Top court mulls free speech fight over pregnancy centers

WASHINGTON--The Pregnancy Care Clinic in the Southern California city of El Cajon offers a host of services for pregnant women including ultrasound exams, prenatal vitamins and maternity clothes. There is one major exception: abortion.


Now the clinic, which staunchly opposes abortion, is among of a group of Christian-based facilities, known as crisis pregnancy centers, involved in a major case that goes before the U.S. Supreme Court on Tuesday. They are challenging a California law that forces centers that are licensed as family planning facilities to post notices that the state has programmes offering free or low-cost birth control and abortion services, a requirement they argue violates their free speech rights under the U.S. Constitution's First Amendment.
The law requires unlicensed facilities with no medical provider on staff to disclose that fact. "They're forcing us to use our walls as a billboard to promote abortion," Pregnancy Care Clinic Executive Director Josh McClure said in an interview.
McClure, whose facility is licensed, compared California's law to forcing the American Lung Association to tell people where to buy cigarettes.

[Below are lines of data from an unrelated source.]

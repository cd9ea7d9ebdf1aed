//! Splitting a template into literal text and replacement fields.

use crate::error::{ErrorKind, Result};
use crate::spec::{Conversion, FormatSpec};
use memchr::memchr2;
use trove_record::{Record, Value};

#[derive(Debug, Clone, PartialEq)]
pub(crate) enum Segment {
    Literal(String),
    Field(Field),
}

#[derive(Debug, Clone, PartialEq)]
pub(crate) struct Field {
    pub(crate) access: Access,
    pub(crate) conversion: Option<Conversion>,
    pub(crate) spec: FormatSpec,
}

impl Field {
    pub(crate) fn render(&self, record: &Record, default: &Value) -> String {
        let mut value = self.access.resolve(record).unwrap_or_else(|| default.clone());
        if let Some(conversion) = self.conversion {
            value = conversion.apply(value);
        }
        self.spec.apply(&value)
    }
}

#[derive(Debug, Clone, PartialEq)]
pub(crate) enum Access {
    Single(FieldPath),
    /// `a|b|c`: the first alternative that resolves to a truthy value.
    Alternatives(Vec<FieldPath>),
}

impl Access {
    fn resolve(&self, record: &Record) -> Option<Value> {
        match self {
            Self::Single(path) => path.resolve(record),
            Self::Alternatives(paths) => paths.iter().filter_map(|path| path.resolve(record)).find(Value::is_truthy),
        }
    }
}

#[derive(Debug, Clone, PartialEq)]
pub(crate) struct FieldPath {
    key: String,
    steps: Vec<Step>,
}

#[derive(Debug, Clone, PartialEq)]
pub(crate) enum Step {
    Attr(String),
    Item(Value),
    Slice(Option<i64>, Option<i64>, Option<i64>),
}

impl FieldPath {
    /// `None` as soon as any step fails.
    fn resolve(&self, record: &Record) -> Option<Value> {
        let mut value = record.get(&self.key)?.clone();
        for step in &self.steps {
            value = match step {
                Step::Attr(name) => value.attr(name)?,
                Step::Item(key) => value.item(key)?,
                Step::Slice(start, stop, step) => value.slice(*start, *stop, *step)?,
            };
        }
        Some(value)
    }
}

/// Parses `template` into segments. `{{` and `}}` are literal braces.
pub(crate) fn parse_template(template: &str) -> Result<Vec<Segment>> {
    let bytes = template.as_bytes();
    let mut segments = Vec::new();
    let mut literal = String::new();
    let mut pos = 0;
    while let Some(offset) = memchr2(b'{', b'}', &bytes[pos..]) {
        let brace = pos + offset;
        literal.push_str(&template[pos..brace]);
        let doubled = bytes.get(brace + 1) == Some(&bytes[brace]);
        if doubled {
            literal.push(char::from(bytes[brace]));
            pos = brace + 2;
            continue;
        }
        if bytes[brace] == b'}' {
            exn::bail!(ErrorKind::template("single '}' encountered in format string"));
        }
        let end = field_end(template, brace + 1)?;
        if !literal.is_empty() {
            segments.push(Segment::Literal(std::mem::take(&mut literal)));
        }
        if let Some(field) = parse_field(&template[brace + 1..end])? {
            segments.push(Segment::Field(field));
        }
        pos = end + 1;
    }
    literal.push_str(&template[pos..]);
    if !literal.is_empty() {
        segments.push(Segment::Literal(literal));
    }
    Ok(segments)
}

/// Finds the `}` closing the field that starts at `start`. Brackets in the
/// field name are skipped over, and braces nested inside the format spec are
/// balanced.
fn field_end(template: &str, start: usize) -> Result<usize> {
    let bytes = template.as_bytes();
    let mut pos = start;
    let mut in_name = true;
    let mut depth = 0usize;
    while pos < bytes.len() {
        match bytes[pos] {
            b'[' if in_name => {
                pos += memchr::memchr(b']', &bytes[pos..]).unwrap_or(bytes.len() - pos);
            },
            b':' | b'!' if in_name => in_name = false,
            b'{' if in_name => exn::bail!(ErrorKind::template("unexpected '{' in field name")),
            b'{' => depth += 1,
            b'}' if depth == 0 => return Ok(pos),
            b'}' => depth -= 1,
            _ => {},
        }
        pos += 1;
    }
    exn::bail!(ErrorKind::template("expected '}' before end of string"))
}

/// Parses the inside of `{...}`. Fields with an empty name produce nothing.
fn parse_field(field: &str) -> Result<Option<Field>> {
    let name_end = name_end(field);
    let (name, rest) = field.split_at(name_end);
    let (conversion, spec) = match rest.as_bytes().first() {
        None => (None, ""),
        Some(b':') => (None, &rest[1..]),
        _ => {
            let mut chars = rest[1..].chars();
            let Some(conversion) = chars.next() else {
                exn::bail!(ErrorKind::template("end of string while looking for conversion specifier"));
            };
            let spec = chars.as_str();
            let spec = match spec.strip_prefix(':') {
                Some(spec) => spec,
                None if spec.is_empty() => spec,
                None => exn::bail!(ErrorKind::template("expected ':' after conversion specifier")),
            };
            (Some(Conversion::parse(conversion)?), spec)
        },
    };
    let spec = FormatSpec::parse(spec)?;
    if name.is_empty() {
        return Ok(None);
    }
    let access = if name.contains('|') {
        Access::Alternatives(name.split('|').map(parse_field_path).collect::<Result<_>>()?)
    } else {
        Access::Single(parse_field_path(name)?)
    };
    Ok(Some(Field { access, conversion, spec }))
}

fn name_end(field: &str) -> usize {
    let bytes = field.as_bytes();
    let mut pos = 0;
    while pos < bytes.len() {
        match bytes[pos] {
            b'[' => pos += memchr::memchr(b']', &bytes[pos..]).unwrap_or(bytes.len() - pos),
            b':' | b'!' => return pos,
            _ => {},
        }
        pos += 1;
    }
    bytes.len()
}

/// `first(.attr|[key]|[start:stop:step])*`
fn parse_field_path(name: &str) -> Result<FieldPath> {
    let first_end = name.find(['.', '[']).unwrap_or(name.len());
    let key = name[..first_end].to_string();
    let mut rest = &name[first_end..];
    let mut steps = Vec::new();
    while !rest.is_empty() {
        if let Some(after) = rest.strip_prefix('.') {
            let end = after.find(['.', '[']).unwrap_or(after.len());
            if end == 0 {
                exn::bail!(ErrorKind::template("empty attribute in format string"));
            }
            steps.push(Step::Attr(after[..end].to_string()));
            rest = &after[end..];
        } else if let Some(after) = rest.strip_prefix('[') {
            let Some(end) = after.find(']') else {
                exn::bail!(ErrorKind::template("missing ']' in format string"));
            };
            steps.push(parse_item(&after[..end])?);
            rest = &after[end + 1..];
            if !rest.is_empty() && !rest.starts_with(['.', '[']) {
                exn::bail!(ErrorKind::template("only '.' or '[' may follow ']' in format field specifier"));
            }
        } else {
            exn::bail!(ErrorKind::template(format!("invalid field name {name:?}")));
        }
    }
    Ok(FieldPath { key, steps })
}

fn parse_item(key: &str) -> Result<Step> {
    if !key.is_empty() && key.bytes().all(|b| b.is_ascii_digit()) {
        let index = key.parse().ok().map(Value::Int);
        return Ok(Step::Item(index.unwrap_or_else(|| Value::from(key))));
    }
    if !key.contains(':') {
        return Ok(Step::Item(Value::from(key)));
    }
    let (start, stop) = key.split_once(':').unwrap_or((key, ""));
    let (stop, step) = stop.split_once(':').unwrap_or((stop, ""));
    Ok(Step::Slice(slice_bound(start)?, slice_bound(stop)?, slice_bound(step)?))
}

fn slice_bound(bound: &str) -> Result<Option<i64>> {
    if bound.is_empty() {
        return Ok(None);
    }
    match bound.trim().parse() {
        Ok(value) => Ok(Some(value)),
        Err(_) => exn::bail!(ErrorKind::template(format!("invalid slice index {bound:?}"))),
    }
}

#[cfg(test)]
mod tests {
    use super::*;
    use rstest::rstest;

    fn path(name: &str) -> FieldPath {
        parse_field_path(name).unwrap()
    }

    #[test]
    fn test_literals_and_escapes() {
        let segments = parse_template("a {{b}} c").unwrap();
        assert_eq!(segments, vec![Segment::Literal("a {b} c".to_string())]);
    }

    #[test]
    fn test_field_steps() {
        assert_eq!(
            path("user.name[0][1:-1:2]['x']"),
            FieldPath {
                key: "user".to_string(),
                steps: vec![
                    Step::Attr("name".to_string()),
                    Step::Item(Value::Int(0)),
                    Step::Slice(Some(1), Some(-1), Some(2)),
                    Step::Item(Value::from("'x'")),
                ],
            }
        );
        assert_eq!(path("tags[::2]").steps, vec![Step::Slice(None, None, Some(2))]);
    }

    #[test]
    fn test_slice_inside_field_is_not_a_spec() {
        let segments = parse_template("{title[:5]:>8}").unwrap();
        let [Segment::Field(field)] = segments.as_slice() else {
            panic!("expected a single field");
        };
        assert_eq!(field.access, Access::Single(path("title[:5]")));
    }

    #[test]
    fn test_nested_braces_in_spec() {
        let segments = parse_template("{a:?{/}/}").unwrap();
        assert_eq!(segments.len(), 1);
    }

    #[test]
    fn test_empty_field_is_dropped() {
        assert_eq!(parse_template("x{}y").unwrap().len(), 2);
    }

    #[rstest]
    #[case("{")]
    #[case("}")]
    #[case("{a")]
    #[case("{a!}")]
    #[case("{a!q}")]
    #[case("{a!lx}")]
    #[case("{a[0}")]
    #[case("{a.}")]
    #[case("{a[0]b}")]
    #[case("{a[x:1]}")]
    #[case("{a:?x/}")]
    fn test_invalid(#[case] template: &str) {
        let err = parse_template(template).unwrap_err();
        assert!(matches!(&*err, ErrorKind::Template(_)), "{template}");
    }
}
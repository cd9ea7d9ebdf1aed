//! Config Error Types
//!
//! Every kind here is fatal for the run: nothing is downloaded with a
//! configuration that fails to load.

use derive_more::{Display, Error};
use std::path::PathBuf;

/// A configuration error with automatic location tracking.
pub type Error = exn::Exn<ErrorKind>;
/// Result type alias for configuration operations.
pub type Result<T> = std::result::Result<T, Error>;

#[derive(Debug, Display, Error)]
pub enum ErrorKind {
    #[display("configuration file not found: {}", _0.display())]
    NotFound(#[error(not(source))] PathBuf),
    #[display("unsupported configuration format: {}", _0.display())]
    UnsupportedFormat(#[error(not(source))] PathBuf),
    #[display("unable to read configuration")]
    Extract,
    #[display("invalid option value: {_0}")]
    InvalidOption(#[error(not(source))] String),
}

impl ErrorKind {
    /// Returns `true` if retrying might succeed.
    pub fn is_retryable(&self) -> bool {
        false
    }
}
//! Download archive: remembers which items were already downloaded so later
//! runs can skip them.
//!
//! The store is a single SQLite table of unique text keys. Each key is
//! rendered from the item's record with a template (by default `{id}` behind
//! a per-site prefix), so two records describe the same item exactly when
//! their keys match.

mod archive;
pub mod error;

pub use crate::archive::{ARCHIVE_KEY, DEFAULT_ARCHIVE_FORMAT, DEFAULT_ARCHIVE_PREFIX, DownloadArchive};
pub use crate::error::{Error, ErrorKind, Result};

California said in legal papers some of these centers try to prevent women from accessing abortions by using incomplete or false medical advice. Some try to resemble medical clinics down to lab coats worn by staff, giving the impression they offer abortion services while employing no actual medical professionals, California said.
The centers say they offer legitimate services and that their mission is to persuade women to forego abortion.
The case is one of several the Supreme Court is tackling during its current term in which conservative legal groups are invoking the First Amendment and asserting that governments are unconstitutionally compelling people to say or do things they oppose. Similar cases this term involve plaintiffs who argue that the First Amendment protects them from having to make a wedding cake for a gay couple or pay fees to unions representing public employees to fund collective bargaining. These cases may have a sympathetic audience on a court with a 5-4 conservative majority that already has been receptive to First Amendment arguments.
The Supreme Court is deciding six free speech cases this term. Three, like this one, involve claims of unlawful "compelled speech." If the court strengthens protections against compelled speech, that could benefit conservative causes including limiting the reach of its 2015 decision legalizing gay marriage or freeing corporations from certain regulations.
"A victory in each of these cases would signal that there are ... situations where a free speech claim might prevail against the government that might not have 20 years ago," said attorney Ken Klukowski of the First Liberty Institute conservative legal group.